Fetch forcing data (AORC) and streamflow observations (USGS) from cloud sources.

### Step 3a — USGS Streamflow Observations

Download and process USGS streamflow data for station 10109000.

In [None]:
# Step 3a — Download and process USGS streamflow data
symfluence.managers['data'].process_observed_data()                                                                                                      

print("USGS streamflow data acquisition complete")

### Step 3b — AORC Meteorological Forcing

Download AORC forcing data from NOAA's cloud archive (AWS S3). AORC provides:
- 1 km spatial resolution
- Hourly temporal resolution
- Complete forcing variables: precipitation, temperature, humidity, wind, radiation, pressure

In [None]:
# Step 3b — Acquire AORC forcing data from cloud
symfluence.managers['data'].acquire_forcings()
print("AORC forcing acquisition complete")

### Step 3c — Model-Agnostic Preprocessing

Standardize forcing data: variable names, units, and spatial averaging over the watershed.

In [None]:
# Step 3c — Model-agnostic preprocessing
symfluence.managers['data'].run_model_agnostic_preprocessing()
print("Model-agnostic preprocessing complete")

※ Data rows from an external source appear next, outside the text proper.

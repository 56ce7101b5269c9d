//! Pure field formatters for the DANFE display conventions.
//!
//! None of these functions fail: invalid input always falls back to a safe
//! default string.

use rust_decimal::Decimal;
use std::str::FromStr;

/// Format a monetary value in the Brazilian convention.
///
/// `"1234.5"` becomes `"1.234,50"` — always exactly two decimal places,
/// dot thousands separator, comma decimal separator. Empty or unparseable
/// input yields `"0,00"`.
pub fn format_currency(raw: &str) -> String {
    let trimmed = raw.trim();
    if trimmed.is_empty() {
        return "0,00".to_string();
    }
    match Decimal::from_str(trimmed) {
        Ok(d) => brazilian_decimal(d),
        Err(_) => "0,00".to_string(),
    }
}

/// Format a quantity: integral values render without a decimal point,
/// fractional values render like [`format_currency`].
///
/// Unparseable non-empty input is returned unchanged, unlike
/// [`format_currency`]'s fixed fallback.
pub fn format_quantity(raw: &str) -> String {
    let trimmed = raw.trim();
    if trimmed.is_empty() {
        return "0,00".to_string();
    }
    match Decimal::from_str(trimmed) {
        Ok(d) if d.fract().is_zero() => d.normalize().to_string(),
        Ok(d) => brazilian_decimal(d),
        Err(_) => raw.to_string(),
    }
}

/// Mask a CNPJ or CPF.
///
/// 14 digits → `NN.NNN.NNN/NNNN-NN`, 11 digits → `NNN.NNN.NNN-NN`; any
/// other length is returned digit-only, unmasked.
pub fn format_document(raw: &str) -> String {
    let d = digits(raw);
    match d.len() {
        14 => format!(
            "{}.{}.{}/{}-{}",
            &d[..2],
            &d[2..5],
            &d[5..8],
            &d[8..12],
            &d[12..]
        ),
        11 => format!("{}.{}.{}-{}", &d[..3], &d[3..6], &d[6..9], &d[9..]),
        _ => d,
    }
}

/// Mask a CEP: exactly 8 digits → `NNNNN-NNN`, otherwise digit-only.
pub fn format_postal_code(raw: &str) -> String {
    let d = digits(raw);
    if d.len() == 8 {
        format!("{}-{}", &d[..5], &d[5..])
    } else {
        d
    }
}

/// Mask a phone number: 10 digits → `(NN) NNNN-NNNN`, 11 digits →
/// `(NN) NNNNN-NNNN`, otherwise digit-only.
pub fn format_phone(raw: &str) -> String {
    let d = digits(raw);
    match d.len() {
        10 => format!("({}) {}-{}", &d[..2], &d[2..6], &d[6..]),
        11 => format!("({}) {}-{}", &d[..2], &d[2..7], &d[7..]),
        _ => d,
    }
}

/// Group an access key for display: a space every 4 characters.
pub fn format_access_key(key: &str) -> String {
    key.as_bytes()
        .chunks(4)
        .map(|c| std::str::from_utf8(c).unwrap_or_default())
        .collect::<Vec<_>>()
        .join(" ")
}

fn digits(s: &str) -> String {
    s.chars().filter(|c| c.is_ascii_digit()).collect()
}

/// Render a decimal with exactly two decimal places, dot thousands
/// separator and comma decimal separator.
fn brazilian_decimal(d: Decimal) -> String {
    let s = format!("{:.2}", d.round_dp(2));
    let (int_part, frac_part) = s.split_once('.').unwrap_or((s.as_str(), "00"));
    let (sign, int_digits) = match int_part.strip_prefix('-') {
        Some(rest) => ("-", rest),
        None => ("", int_part),
    };
    let mut grouped = String::with_capacity(int_digits.len() + int_digits.len() / 3);
    for (i, c) in int_digits.chars().enumerate() {
        if i > 0 && (int_digits.len() - i) % 3 == 0 {
            grouped.push('.');
        }
        grouped.push(c);
    }
    format!("{sign}{grouped},{frac_part}")
}
use criterion::{Criterion, black_box, criterion_group, criterion_main};

use danfe::core::*;
use danfe::nfe::extract_invoice;
use danfe::render::{barcode_data_uri, render_html};

const KEY: &str = "35240612345678000195550010000001231123456789";

fn invoice_with_lines(count: usize) -> String {
    let mut dets = String::new();
    for i in 1..=count {
        dets.push_str(&format!(
            r#"<det nItem="{i}">
  <prod><cProd>P{i}</cProd><xProd>Produto {i}</xProd><NCM>73181500</NCM>
  <CFOP>5102</CFOP><uCom>UN</uCom><qCom>2.5</qCom><vUnCom>10.00</vUnCom><vProd>25.00</vProd></prod>
  <imposto><ICMS><ICMS00><CST>00</CST><vBC>25.00</vBC><pICMS>18.00</pICMS><vICMS>4.50</vICMS></ICMS00></ICMS></imposto>
</det>"#
        ));
    }
    format!(
        r#"<nfeProc xmlns="http://www.portalfiscal.inf.br/nfe"><NFe><infNFe Id="NFe{KEY}">
<ide><natOp>VENDA</natOp><mod>55</mod><serie>1</serie><nNF>1</nNF><dhEmi>2024-06-15T10:30:00-03:00</dhEmi></ide>
<emit><CNPJ>12345678000195</CNPJ><xNome>EMITENTE LTDA</xNome></emit>
<dest><CNPJ>98765432000198</CNPJ><xNome>CLIENTE SA</xNome></dest>
{dets}
<total><ICMSTot><vBC>25.00</vBC><vICMS>4.50</vICMS><vProd>25.00</vProd><vNF>29.50</vNF></ICMSTot></total>
</infNFe></NFe></nfeProc>"#
    )
}

fn bench_extract(c: &mut Criterion) {
    let small = invoice_with_lines(5);
    let large = invoice_with_lines(200);

    c.bench_function("extract_5_lines", |b| {
        b.iter(|| extract_invoice(black_box(&small), "bench").unwrap())
    });
    c.bench_function("extract_200_lines", |b| {
        b.iter(|| extract_invoice(black_box(&large), "bench").unwrap())
    });
}

fn bench_render(c: &mut Criterion) {
    let record = extract_invoice(&invoice_with_lines(50), "bench").unwrap();

    c.bench_function("render_html_50_lines", |b| {
        b.iter(|| render_html(black_box(&record)).unwrap())
    });
    c.bench_function("barcode_encode", |b| {
        b.iter(|| barcode_data_uri(black_box(KEY)))
    });
}

fn bench_formatters(c: &mut Criterion) {
    c.bench_function("format_currency", |b| {
        b.iter(|| format_currency(black_box("1234567.89")))
    });
    c.bench_function("format_document", |b| {
        b.iter(|| format_document(black_box("12345678000195")))
    });
}

criterion_group!(benches, bench_extract, bench_render, bench_formatters);
criterion_main!(benches);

## Step 4 — Model Configuration and Execution

Configure SUMMA for the lumped basin and run the simulation with mizuRoute routing.

In [None]:
# Step 4a — SUMMA-specific preprocessing
symfluence.managers['model'].preprocess_models()
print("SUMMA configuration complete")

In [None]:
# Step 4b — Model execution
print(f"Running {config.model.hydrological_model} with {config.model.routing_model}...")
print(f"Simulation period: {config.domain.time_start} to {config.domain.time_end}")
symfluence.managers['model'].run_models()
print("Basin-scale simulation complete")

## Step 5 — Streamflow Evaluation

Compare simulated streamflow against USGS observations using standard hydrological metrics.

In [None]:
# Step 5 — Streamflow evaluation

import pandas as pd
import geopandas as gpd
import numpy as np
import matplotlib.pyplot as plt
import xarray as xr

# Load basin area from shapefile
basin_path = project_dir / 'shapefiles' / 'river_basins' / f"{config.domain.name}_riverBasins_lumped.shp"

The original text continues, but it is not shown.